Nanopores, microfluidics get $14.5M from NIH for new DNA sequencing tech
The National Institutes of Health (NIH) has awarded $14.5 million in eight grants to researchers working to develop high quality and low cost DNA sequencing. The grants are each for two to four years and are awarded through the Advanced DNA Sequencing Technology program of the National Human Genome Research Institute (NHGRI), a part of NIH.
Half of the projects receiving funding involve nanopores. These include $2.29 million for Mark Akeson of University of California at Santa Cruz to study improving the accuracy of a nanopore device to identify each nucleotide; $592,000 to Boyan Boyanov at Illumina ($ILMN) to improve the robustness of biological nanopores by combining them with computer chips to create a hybrid protein solid-state nanopore array system to sequence DNA on a large scale; $880,000 to Marija Drndic at the University of Pennsylvania to create a synthetic nanopore from graphene to allow faster DNA detection; and $4.4 million for M. Reza Ghadiri at The Scripps Research Institute to try three approaches to using protein nanopore arrays to sequence a human genome in as little as 10 minutes.
"While we continue to support many research projects centered on the development of nanopore technology, some of the new grants focus on additional unique approaches to sequencing DNA," NHGRI Genome Technology Program Director Jeffery Schloss said in a statement.
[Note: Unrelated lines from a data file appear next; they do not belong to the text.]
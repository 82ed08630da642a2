use strategist_core::{PortfolioReport, ProjectionResult};

use crate::cli::OutputFormat;
use crate::commands::Rendered;
use crate::error::CliError;

pub fn render(rendered: &Rendered, format: OutputFormat, pretty: bool) -> Result<(), CliError> {
    match format {
        OutputFormat::Json => {
            let payload = if pretty {
                serde_json::to_string_pretty(&rendered.envelope)?
            } else {
                serde_json::to_string(&rendered.envelope)?
            };
            println!("{payload}");
        }
        OutputFormat::Table => render_table(rendered)?,
    }

    Ok(())
}

fn render_table(rendered: &Rendered) -> Result<(), CliError> {
    let meta = &rendered.envelope.meta;
    println!("request_id  : {}", meta.request_id);
    println!("generated_at: {}", meta.generated_at_rfc3339());
    println!(
        "sources     : {}",
        meta.source_chain
            .iter()
            .map(|source| source.as_str())
            .collect::<Vec<_>>()
            .join(",")
    );
    println!("latency_ms  : {}", meta.latency_ms);

    if !meta.warnings.is_empty() {
        println!("warnings:");
        for warning in &meta.warnings {
            println!("  - {warning}");
        }
    }

    println!();
    if rendered.table.is_empty() {
        println!("{}", serde_json::to_string_pretty(&rendered.envelope.data)?);
    } else {
        for line in &rendered.table {
            println!("{line}");
        }
    }

    Ok(())
}

/// Summary of a built portfolio.
pub fn report_lines(report: &PortfolioReport) -> Vec<String> {
    let local = report.local_currency.as_str();
    let quote = report.quote_currency.as_str();

    let mut lines = vec![
        format!(
            "Portfolio: {} ({}), horizon {}",
            report.risk_tier,
            report.risk_tier.label(),
            report.projection.horizon_label
        ),
        format!(
            "Budget: {local} {} = {quote} {} at {} {local}/{quote}",
            group_thousands(report.budget_local, 2),
            group_thousands(report.buying_power_quote, 2),
            group_thousands(report.fx_rate, 2)
        ),
        String::new(),
        format!(
            "{:<7} {:<6} {:>6} {:>12} {:>14} {:>12} {:>9}",
            "SYMBOL",
            "TYPE",
            "ALLOC",
            format!("PRICE {quote}"),
            format!("AMOUNT {local}"),
            format!("AMOUNT {quote}"),
            "UNITS"
        ),
    ];

    for position in &report.positions {
        lines.push(format!(
            "{:<7} {:<6} {:>5}% {:>12} {:>14} {:>12} {:>9.3}",
            position.symbol.as_str(),
            position.asset_type.as_str(),
            position.allocation_percent,
            group_thousands(position.unit_price, 2),
            group_thousands(position.amount_local, 2),
            group_thousands(position.amount_quote, 2),
            position.fractional_units
        ));
    }

    if !report.skipped_symbols.is_empty() {
        let skipped = report
            .skipped_symbols
            .iter()
            .map(|symbol| symbol.as_str())
            .collect::<Vec<_>>();
        lines.push(format!("Skipped (no price): {}", skipped.join(", ")));
    }

    lines.push(String::new());
    lines.extend(projection_lines(&report.projection, local));
    lines.push(String::new());
    lines.push(report.disclaimer.clone());
    lines
}

/// Scenario table, assumptions and risk factors.
pub fn projection_lines(projection: &ProjectionResult, local_currency: &str) -> Vec<String> {
    let scenarios = &projection.scenarios;
    let assumptions = &projection.assumptions;

    let mut lines = vec![format!("Projection over {}:", projection.horizon_label)];
    for (name, scenario) in [
        ("pessimistic", &scenarios.pessimistic),
        ("expected", &scenarios.expected),
        ("optimistic", &scenarios.optimistic),
    ] {
        lines.push(format!(
            "  {name:<12} {local_currency} {:>14}  ({:+.1}%)",
            group_thousands(scenario.value_local, 0),
            scenario.return_percent
        ));
    }

    lines.push(format!(
        "Assumptions: asset return {}, fx impact {}, total return {}, volatility {}",
        percent(assumptions.asset_return),
        percent(assumptions.fx_impact),
        percent(assumptions.total_return),
        percent(assumptions.total_volatility)
    ));
    lines.push(String::from("Risk factors:"));
    lines.extend(projection.risk_factors.iter().map(|note| format!("  - {note}")));
    lines
}

/// Fraction as a one-decimal percentage, `0.149` -> `14.9%`.
pub fn percent(fraction: f64) -> String {
    format!("{:.1}%", fraction * 100.0)
}

/// Fixed-point formatting with comma thousands separators.
pub fn group_thousands(value: f64, decimals: usize) -> String {
    let formatted = format!("{:.*}", decimals, value.abs());
    let (integer, fraction) = match formatted.split_once('.') {
        Some((integer, fraction)) => (integer, Some(fraction)),
        None => (formatted.as_str(), None),
    };

    let mut grouped = String::with_capacity(formatted.len() + integer.len() / 3 + 1);
    if value.is_sign_negative() && formatted.chars().any(|ch| ch.is_ascii_digit() && ch != '0') {
        grouped.push('-');
    }
    for (index, ch) in integer.chars().enumerate() {
        if index > 0 && (integer.len() - index) % 3 == 0 {
            grouped.push(',');
        }
        grouped.push(ch);
    }
    if let Some(fraction) = fraction {
        grouped.push('.');
        grouped.push_str(fraction);
    }
    grouped
}

#[cfg(test)]
mod tests {
    use super::*;

    #[test]
    fn groups_thousands() {
        assert_eq!(group_thousands(57_117.8, 0), "57,118");
        assert_eq!(group_thousands(1_540.0, 2), "1,540.00");
        assert_eq!(group_thousands(999.999, 2), "1,000.00");
        assert_eq!(group_thousands(16.23, 2), "16.23");
        assert_eq!(group_thousands(1_234_567.0, 0), "1,234,567");
        assert_eq!(group_thousands(-2_500.5, 1), "-2,500.5");
        assert_eq!(group_thousands(-0.001, 2), "0.00");
    }

    #[test]
    fn formats_percentages() {
        assert_eq!(percent(0.149), "14.9%");
        assert_eq!(percent(-0.04), "-4.0%");
    }
}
He is also director of the Division of Genome Sciences.
He continued, "Despite discussion about approaching the goal of sequencing a genome for only $1,000, many challenges remain in terms of containing costs and achieving a high quality of DNA sequencing data." These are the last awards under the Advanced DNA Sequencing Technology program, which began in 2004.
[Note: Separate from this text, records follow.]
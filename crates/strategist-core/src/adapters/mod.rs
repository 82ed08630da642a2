//! Market-data adapters.
//!
//! | Adapter | Provides | Notes |
//! |---------|----------|-------|
//! | [`FinnhubAdapter`] | prices | requires an API key |
//! | [`ExchangeRateAdapter`] | FX rate | keyless |
//! | [`FixedMarketData`] | prices, FX rate | constant table, never fails |

mod exchange_rate;
mod finnhub;
mod fixed;

pub use exchange_rate::{ExchangeRateAdapter, DEFAULT_BASE_URL as EXCHANGE_RATE_BASE_URL};
pub use finnhub::{FinnhubAdapter, DEFAULT_BASE_URL as FINNHUB_BASE_URL};
pub use fixed::{FixedMarketData, DEFAULT_FALLBACK_FX_RATE, DEFAULT_FALLBACK_PRICE};

use serde::de::DeserializeOwned;

use crate::http_client::{HttpClient, HttpRequest};
use crate::{ProviderId, SourceError};

/// Executes `request` and decodes a successful JSON body.
///
/// HTTP 429 maps to `RateLimited`, any other non-2xx status to `Unavailable`.
async fn fetch_json<T: DeserializeOwned>(
    http_client: &dyn HttpClient,
    provider: ProviderId,
    request: HttpRequest,
) -> Result<T, SourceError> {
    let response = http_client
        .execute(request.with_header("accept", "application/json"))
        .await
        .map_err(|error| {
            if error.retryable() {
                SourceError::unavailable(format!("{provider} transport error: {}", error.message()))
            } else {
                SourceError::internal(format!("{provider} transport error: {}", error.message()))
            }
        })?;

    if response.status == 429 {
        return Err(SourceError::rate_limited(format!(
            "{provider} returned status 429"
        )));
    }
    if !response.is_success() {
        return Err(SourceError::unavailable(format!(
            "{provider} returned status {}",
            response.status
        )));
    }

    serde_json::from_str(&response.body).map_err(|error| {
        SourceError::invalid_response(format!("failed to parse {provider} response: {error}"))
    })
}

/// Accepts finite positive values, rounded to cents.
fn positive_amount(
    provider: ProviderId,
    what: &str,
    value: Option<f64>,
) -> Result<f64, SourceError> {
    match value {
        Some(value) if value.is_finite() && value > 0.0 => Ok(crate::engine::round_to(value, 2)),
        Some(value) => Err(SourceError::invalid_response(format!(
            "{provider} returned non-positive {what}: {value}"
        ))),
        None => Err(SourceError::invalid_response(format!(
            "{provider} response has no {what}"
        ))),
    }
}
The remaining winners are Caerus Molecular Diagnostics, whose Javier Farinas got $701,000 to use an engineered enzyme switch to copy DNA for easier and more accurate detection; Eve Biomedical, whose Theofilos Kotseroglou received $500,000 to study DNA sequencing using a polymerase on a carbon nanotube; and the University of Washington at Seattle, whose Jay Shendure got $1.7 million to work on molecular biology techniques to better stitch together genomes across long distances.